Mais elles le pressaient de questions. Mme Bourdelais, Mme Guibal,
Blanche elle-même, voulaient savoir.
— Voyons, donnez-nous des détails, répétait Mme de Boves avec insistance. Vous nous faites mourir.
Et elles l'entouraient, lorsque Henriette remarqua qu'il n'avait seulement pas pris une tasse de thé. Alors, ce fut une désolation; quatre d'entre elles se mirent à le servir, mais à la condition qu'il répondrait ensuite. Henriette versait, Mme Marty tenait la tasse, pendant que Mme de Boves et Mme Bourdelais se disputaient l'honneur de le sucrer. Puis, quand il eut refusé de s'asseoir, et qu'il commença à boire son thé lentement, debout au milieu d'elles, toutes se rapprochèrent, l'emprisonnèrent du cercle étroit de leurs jupes. La tête levée, les regards luisants, elles lui souriaient.
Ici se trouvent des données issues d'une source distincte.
use super::memory::{MemoryStore, Snapshot};
use super::{CollectionPath, Document, DocumentStore};
use crate::error::StoreError;
use async_trait::async_trait;
use serde_json::Value;
use std::path::{Path, PathBuf};
use tokio::sync::Mutex;
use tracing::{debug, info, warn};

/// Memory store persisted as one pretty-printed JSON file.
///
/// The whole snapshot is rewritten after each mutation. Writes are
/// serialized so the file never lags behind a later in-process write, and
/// a write whose file could not be saved is rolled back in memory.
pub struct JsonFileStore {
    path: PathBuf,
    inner: MemoryStore,
    write_lock: Mutex<()>,
}

impl JsonFileStore {
    pub fn open(path: &Path) -> Result<Self, StoreError> {
        let snapshot = load_snapshot(path)?;
        Ok(Self {
            path: path.to_path_buf(),
            inner: MemoryStore::from_snapshot(snapshot),
            write_lock: Mutex::new(()),
        })
    }

    async fn persist(&self) -> Result<(), StoreError> {
        let snapshot = self.inner.snapshot().await;
        if let Some(parent) = self.path.parent() {
            tokio::fs::create_dir_all(parent).await?;
        }
        let json = serde_json::to_string_pretty(&snapshot)?;
        tokio::fs::write(&self.path, json).await?;
        debug!("Store saved to {:?} ({} collections)", self.path, snapshot.len());
        Ok(())
    }

    /// Save the mutated snapshot, or put `before` back when saving fails
    async fn commit(&self, before: Snapshot) -> Result<(), StoreError> {
        if let Err(e) = self.persist().await {
            warn!("Failed to save store to {:?}, discarding the write: {}", self.path, e);
            self.inner.restore(before).await;
            return Err(e);
        }
        Ok(())
    }
}

fn load_snapshot(path: &Path) -> Result<Snapshot, StoreError> {
    if !path.exists() {
        debug!("Store file {:?} does not exist, starting empty", path);
        return Ok(Snapshot::new());
    }

    let content = std::fs::read_to_string(path)?;
    match serde_json::from_str::<Snapshot>(&content) {
        Ok(snapshot) => {
            info!("Loaded store from {:?} ({} collections)", path, snapshot.len());
            Ok(snapshot)
        }
        Err(e) => {
            let backup_path = path.with_extension("json.bak");
            if let Err(backup_err) = std::fs::copy(path, &backup_path) {
                warn!("Store file {:?} is corrupted ({}) and could not be backed up: {}", path, e, backup_err);
            } else {
                warn!("Store file {:?} is corrupted ({}). Backed up to {:?}, starting empty.", path, e, backup_path);
            }
            Ok(Snapshot::new())
        }
    }
}

#[async_trait]
impl DocumentStore for JsonFileStore {
    fn store_name(&self) -> &str {
        "file"
    }

    fn generate_id(&self) -> String {
        self.inner.generate_id()
    }

    async fn get(&self, collection: &CollectionPath, id: &str) -> Result<Option<Document>, StoreError> {
        self.inner.get(collection, id).await
    }

    async fn list(&self, collection: &CollectionPath) -> Result<Vec<Document>, StoreError> {
        self.inner.list(collection).await
    }

    async fn query_eq(&self, collection: &CollectionPath, field: &str, value: &Value) -> Result<Vec<Document>, StoreError> {
        self.inner.query_eq(collection, field, value).await
    }

    async fn insert(&self, collection: &CollectionPath, data: Value) -> Result<String, StoreError> {
        let _guard = self.write_lock.lock().await;
        let before = self.inner.snapshot().await;
        let id = self.inner.insert(collection, data).await?;
        self.commit(before).await?;
        Ok(id)
    }

    async fn set(&self, collection: &CollectionPath, id: &str, data: Value) -> Result<(), StoreError> {
        let _guard = self.write_lock.lock().await;
        let before = self.inner.snapshot().await;
        self.inner.set(collection, id, data).await?;
        self.commit(before).await
    }

    async fn delete(&self, collection: &CollectionPath, id: &str) -> Result<(), StoreError> {
        let _guard = self.write_lock.lock().await;
        let before = self.inner.snapshot().await;
        self.inner.delete(collection, id).await?;
        self.commit(before).await
    }
}

#[cfg(test)]
mod tests {
    use super::*;
    use serde_json::json;

    #[tokio::test]
    async fn test_writes_survive_reopen() {
        let dir = tempfile::tempdir().unwrap();
        let path = dir.path().join("data").join("store.json");
        let movies = CollectionPath::user("u1", "externalMovies");

        let store = JsonFileStore::open(&path).unwrap();
        store.set(&movies, "external-1", json!({"title": "X"})).await.unwrap();
        let id = store.insert(&movies, json!({"title": "Y"})).await.unwrap();
        drop(store);

        let reopened = JsonFileStore::open(&path).unwrap();
        let docs = reopened.list(&movies).await.unwrap();
        assert_eq!(docs.len(), 2);
        assert_eq!(reopened.get(&movies, &id).await.unwrap().unwrap().data["title"], "Y");
    }

    #[tokio::test]
    async fn test_corrupted_file_is_backed_up() {
        let dir = tempfile::tempdir().unwrap();
        let path = dir.path().join("store.json");
        std::fs::write(&path, "{ not json").unwrap();

        let store = JsonFileStore::open(&path).unwrap();
        assert!(store.list(&CollectionPath::root("comments")).await.unwrap().is_empty());
        assert!(path.with_extension("json.bak").exists());
    }

    #[tokio::test]
    async fn test_failed_save_discards_the_write() {
        let dir = tempfile::tempdir().unwrap();
        let blocker = dir.path().join("blocker");
        std::fs::write(&blocker, "").unwrap();
        let movies = CollectionPath::user("u1", "externalMovies");

        // The parent of the store file is a regular file, so every save fails
        let store = JsonFileStore::open(&blocker.join("store.json")).unwrap();
        assert!(store.set(&movies, "external-1", json!({"title": "X"})).await.is_err());
        assert!(store.get(&movies, "external-1").await.unwrap().is_none());

        assert!(store.insert(&movies, json!({"title": "Y"})).await.is_err());
        assert!(store.list(&movies).await.unwrap().is_empty());
    }

    #[tokio::test]
    async fn test_failed_delete_keeps_the_document() {
        let dir = tempfile::tempdir().unwrap();
        let path = dir.path().join("data").join("store.json");
        let movies = CollectionPath::user("u1", "externalMovies");

        let store = JsonFileStore::open(&path).unwrap();
        store.set(&movies, "external-1", json!({"title": "X"})).await.unwrap();

        // Replace the data directory with a file so the next save fails
        std::fs::remove_dir_all(dir.path().join("data")).unwrap();
        std::fs::write(dir.path().join("data"), "").unwrap();

        assert!(store.delete(&movies, "external-1").await.is_err());
        assert!(store.get(&movies, "external-1").await.unwrap().is_some());
    }
}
— Votre soie, votre Paris-Bonheur, dont tous les journaux parlent? reprit Mme Marty, impatiente.
— Oh! répondit-il, un article extraordinaire, une faille à gros grain, souple, solide… Vous la verrez, mesdames. Et vous ne la trouverez que chez nous, car nous en avons acheté la propriété exclusive.
— Vraiment! une belle soie à cinq francs soixante! dit
Mme Bourdelais enthousiasmée. C'est à ne pas croire.
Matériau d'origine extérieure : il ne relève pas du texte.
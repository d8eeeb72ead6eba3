use crate::commands::prompts::{confirm_destructive, prompt_string};
use crate::commands::review::comment_table;
use crate::context::AppContext;
use crate::output::Output;
use crate::CommentCommands;
use color_eyre::Result;
use serde_json::json;

/// Words from the command line, or a prompt when none were given
fn text_or_prompt(words: Vec<String>) -> Result<String> {
    if words.is_empty() {
        prompt_string("Comment", None)
    } else {
        Ok(words.join(" "))
    }
}

pub async fn run_comment(cmd: CommentCommands, ctx: &AppContext, output: &Output) -> Result<()> {
    let services = ctx.services().await?;

    match cmd {
        CommentCommands::Add { review_id, text } => {
            let text = text_or_prompt(text)?;
            let comment = services.comments.add_comment(&review_id, &text).await?;
            output.success(format!("Comment {} added", comment.id));
            output.data(&comment);
        }
        CommentCommands::List { review_id } => {
            let comments = services.comments.get_comments_by_review_id(&review_id).await?;
            if comments.is_empty() {
                output.info("No comments yet");
            } else {
                output.block(comment_table(&comments));
            }
            output.data(&comments);
        }
        CommentCommands::Edit { id, text } => {
            let text = text_or_prompt(text)?;
            let comment = services.comments.update_comment(&id, &text).await?;
            output.success(format!("Comment {} updated", comment.id));
            output.data(&comment);
        }
        CommentCommands::Delete { id, yes } => {
            if !confirm_destructive(&format!("Delete comment {}?", id), yes)? {
                output.info("Cancelled");
                return Ok(());
            }
            services.comments.delete_comment(&id).await?;
            output.success(format!("Comment {} deleted", id));
            output.data(&json!({ "deleted": id }));
        }
    }

    Ok(())
}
Cette soie, depuis que les réclames étaient lancées, occupait dans leur vie quotidienne une place considérable. Elles en causaient, elles se la promettaient, travaillées de désir et de doute. Et, sous la curiosité bavarde dont elles accablaient le jeune homme, apparaissaient leurs tempéraments particuliers d'acheteuses: Mme Marty, emportée par sa rage de dépense, prenant tout au Bonheur des Dames, sans choix, au hasard des étalages; Mme Guibal, s'y promenant des heures sans jamais faire une emplette, heureuse et satisfaite de donner un simple régal à ses yeux; Mme de Boves, serrée d'argent, toujours torturée d'une envie trop grosse, gardant rancune aux marchandises, qu'elle ne pouvait emporter; Mme Bourdelais, d'un flair de bourgeoise sage et pratique, allant droit aux occasions, usant des grands magasins avec une telle adresse de bonne ménagère, exempte de fièvre, qu'elle y réalisait de fortes économies; Henriette enfin, qui, très élégante, y achetait seulement certains articles, ses gants, de la bonneterie, tout le gros linge.
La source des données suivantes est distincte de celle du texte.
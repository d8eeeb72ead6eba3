use crate::commands::prompts::{confirm_destructive, prompt_string, value_or_prompt};
use crate::commands::ui::{header, movie_detail, movie_table, new_table, with_spinner};
use crate::context::AppContext;
use crate::output::Output;
use crate::{MovieCommands, MovieFields};
use cinetrack_core::{MovieFilter, SearchOutcome, SearchSession, ServiceResult, Services};
use cinetrack_models::{Movie, MovieDraft, MoviePatch};
use color_eyre::eyre::eyre;
use color_eyre::Result;
use comfy_table::Cell;
use serde_json::json;
use std::time::Duration;
use tokio::sync::mpsc::{unbounded_channel, UnboundedReceiver};
use tokio::task::JoinSet;
use tracing::debug;

pub async fn run_movies(cmd: MovieCommands, ctx: &AppContext, output: &Output) -> Result<()> {
    let services = ctx.services().await?;

    match cmd {
        MovieCommands::Popular { filter } => {
            warn_without_catalog(&services, output);
            let movies = with_spinner(output, "Loading popular movies...", services.movies.get_popular_movies()).await?;
            print_movies(filter.into_filter().apply(movies), output);
        }
        MovieCommands::Search { query, filter } => {
            warn_without_catalog(&services, output);
            let filter = filter.into_filter();
            let query = query.join(" ");
            if query.trim().is_empty() {
                let debounce = Duration::from_millis(ctx.config.search.debounce_ms);
                interactive_search(&services, debounce, &filter, output).await?;
            } else {
                let session = services.search_session(Duration::ZERO);
                match with_spinner(output, "Searching...", session.search(&query)).await? {
                    SearchOutcome::Completed(movies) => print_movies(filter.apply(movies), output),
                    SearchOutcome::Superseded => debug!("Search for '{}' was superseded", query),
                }
            }
        }
        MovieCommands::Show { id } => {
            let movie = with_spinner(output, "Loading movie...", services.movies.get_movie_by_id(&id))
                .await?
                .ok_or_else(|| eyre!("Movie {} not found", id))?;
            show_movie(&services, movie, output).await?;
        }
        MovieCommands::Add { fields, external_id } => {
            let draft = MovieDraft {
                title: value_or_prompt(fields.title, "Title")?,
                poster_url: fields.poster_url,
                release_year: fields.year.unwrap_or_default(),
                director: fields.director.unwrap_or_default(),
                duration: fields.duration.unwrap_or_default(),
                genre: fields.genre.unwrap_or_default(),
                synopsis: fields.synopsis.unwrap_or_default(),
                external_id,
            };
            let movie = services.movies.create_external_movie(draft).await?;
            output.success(format!("Added {} ({})", movie.title, movie.id));
            output.block(movie_detail(&movie));
            output.data(&movie);
        }
        MovieCommands::Edit { id, fields, clear_poster } => {
            let patch = patch_from_fields(fields, clear_poster);
            if patch.is_empty() {
                return Err(eyre!("Nothing to change. Pass at least one field, e.g. --title"));
            }
            let movie = services.movies.update_movie(&id, patch).await?;
            output.success(format!("Updated {}", movie.title));
            output.block(movie_detail(&movie));
            output.data(&movie);
        }
        MovieCommands::Delete { id, yes } => {
            if !confirm_destructive(&format!("Delete movie {} with its reviews and their comments?", id), yes)? {
                output.info("Cancelled");
                return Ok(());
            }
            let deletion = services.movies.delete_movie(&id).await?;
            output.success(format!(
                "Deleted movie {} with {} review(s) and {} comment(s)",
                id, deletion.reviews, deletion.comments
            ));
            output.data(&json!({
                "deleted": id,
                "reviewsDeleted": deletion.reviews,
                "commentsDeleted": deletion.comments,
            }));
        }
        MovieCommands::Mine { filter } => {
            let movies = services.movies.list_external_movies().await?;
            print_movies(filter.into_filter().apply(movies), output);
        }
    }

    Ok(())
}

fn patch_from_fields(fields: MovieFields, clear_poster: bool) -> MoviePatch {
    MoviePatch {
        title: fields.title,
        poster_url: if clear_poster {
            Some(None)
        } else {
            fields.poster_url.map(Some)
        },
        release_year: fields.year,
        director: fields.director,
        duration: fields.duration,
        genre: fields.genre,
        synopsis: fields.synopsis,
    }
}

fn warn_without_catalog(services: &Services, output: &Output) {
    if !services.movies.has_catalog() {
        output.warn("TMDB is not configured. Set [tmdb].api_token or TMDB_API_TOKEN to browse the catalog");
    }
}

fn print_movies(movies: Vec<Movie>, output: &Output) {
    if movies.is_empty() {
        output.info("No movies found");
    } else {
        output.block(movie_table(&movies));
    }
    output.data(&movies);
}

/// Movie details plus the viewer's own review and tag
async fn show_movie(services: &Services, movie: Movie, output: &Output) -> Result<()> {
    let reviews = services.reviews.get_reviews_by_movie_id(&movie.id).await?;
    let tag = services.tags.get_tag(&movie.id).await?;

    output.block(movie_detail(&movie));

    if output.is_human() && (!reviews.is_empty() || tag.is_some()) {
        let mut table = new_table();
        table.set_header(header(&["Yours", ""]));
        for review in &reviews {
            let text = review.content.clone().unwrap_or_default();
            table.add_row(vec![
                Cell::new(format!("Review ({})", review.id)),
                Cell::new(format!("{} {}", review.review_type, text).trim_end().to_string()),
            ]);
        }
        if let Some(tag) = &tag {
            let describe = |v: Option<String>| v.unwrap_or_else(|| "-".to_string());
            table.add_row(vec![
                Cell::new("Tag"),
                Cell::new(format!(
                    "watched: {}, interest: {}, rewatch: {}",
                    describe(tag.watched.map(|w| w.to_string())),
                    describe(tag.interest.map(|a| a.to_string())),
                    describe(tag.rewatch.map(|a| a.to_string())),
                )),
            ]);
        }
        output.block(table);
    }

    output.data(&json!({ "movie": movie, "reviews": reviews, "tag": tag }));
    Ok(())
}

/// Prompt for queries until an empty line. Input is read on a blocking
/// thread so typing a new query while one is pending supersedes it.
async fn interactive_search(
    services: &Services,
    debounce: Duration,
    filter: &MovieFilter,
    output: &Output,
) -> Result<()> {
    let session = services.search_session(debounce);
    let (tx, rx) = unbounded_channel();

    tokio::task::spawn_blocking(move || loop {
        let line = prompt_string("Search (empty to quit)", None);
        let last = !matches!(&line, Ok(query) if !query.trim().is_empty());
        if tx.send(line).is_err() || last {
            break;
        }
    });

    drive_searches(&session, rx, |query, outcome| match outcome {
        Ok(SearchOutcome::Completed(movies)) => print_movies(filter.apply(movies), output),
        Ok(SearchOutcome::Superseded) => debug!("Search for '{}' was superseded", query),
        Err(e) => output.warn(format!("Search for '{}' failed: {}", query, e)),
    })
    .await
}

/// Start a search for every incoming query without waiting for the previous
/// one, reporting each outcome as it lands. Stops at an empty query or when
/// input ends, cancelling whatever is still pending.
async fn drive_searches<F>(
    session: &SearchSession,
    mut queries: UnboundedReceiver<Result<String>>,
    mut on_outcome: F,
) -> Result<()>
where
    F: FnMut(&str, ServiceResult<SearchOutcome>),
{
    let mut searches = JoinSet::new();
    loop {
        tokio::select! {
            line = queries.recv() => match line {
                Some(Ok(query)) if !query.trim().is_empty() => {
                    let session = session.clone();
                    searches.spawn(async move {
                        let outcome = session.search(&query).await;
                        (query, outcome)
                    });
                }
                Some(Err(e)) => {
                    session.cancel();
                    return Err(e);
                }
                _ => {
                    session.cancel();
                    return Ok(());
                }
            },
            Some(joined) = searches.join_next() => match joined {
                Ok((query, outcome)) => on_outcome(&query, outcome),
                Err(e) => debug!("Search task ended early: {}", e),
            },
        }
    }
}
— Nous avons d'autres étoffes étonnantes de bon marché et de richesse, continuait Mouret de sa voix chantante. Ainsi, je vous recommande notre Cuir-d'or, un taffetas d'un brillant incomparable… Dans les soies de fantaisie, il y a des dispositions charmantes, des dessins choisis entre mille par notre acheteur; et, comme velours, vous trouverez la plus riche collection de nuances… Je vous avertis qu'on portera beaucoup de drap cette année. Vous verrez nos matelassés, nos cheviottes…
Elles ne l'interrompaient plus, elles resserraient encore leur cercle, la bouche entrouverte par un vague sourire, le visage rapproché et tendu, comme dans un élancement de tout leur être vers le tentateur. Leurs yeux pâlissaient, un léger frisson courait sur leurs nuques. Et lui gardait son calme de conquérant, au milieu des odeurs troublantes qui montaient de leurs chevelures. Il continuait à boire, entre chaque phrase, une petite gorgée de thé, dont le parfum attiédissait ces odeurs plus âpres, où il y avait une pointe de fauve. Devant une séduction si maîtresse d'elle-même, assez forte pour jouer ainsi de la femme, sans se prendre aux ivresses qu'elle exhale, le baron Hartmann, qui ne le quittait pas du regard, sentait son admiration grandir.
— Alors, on portera du drap? reprit Mme Marty, dont le visage ravagé s'embellissait de passion coquette. Il faudra que je voie.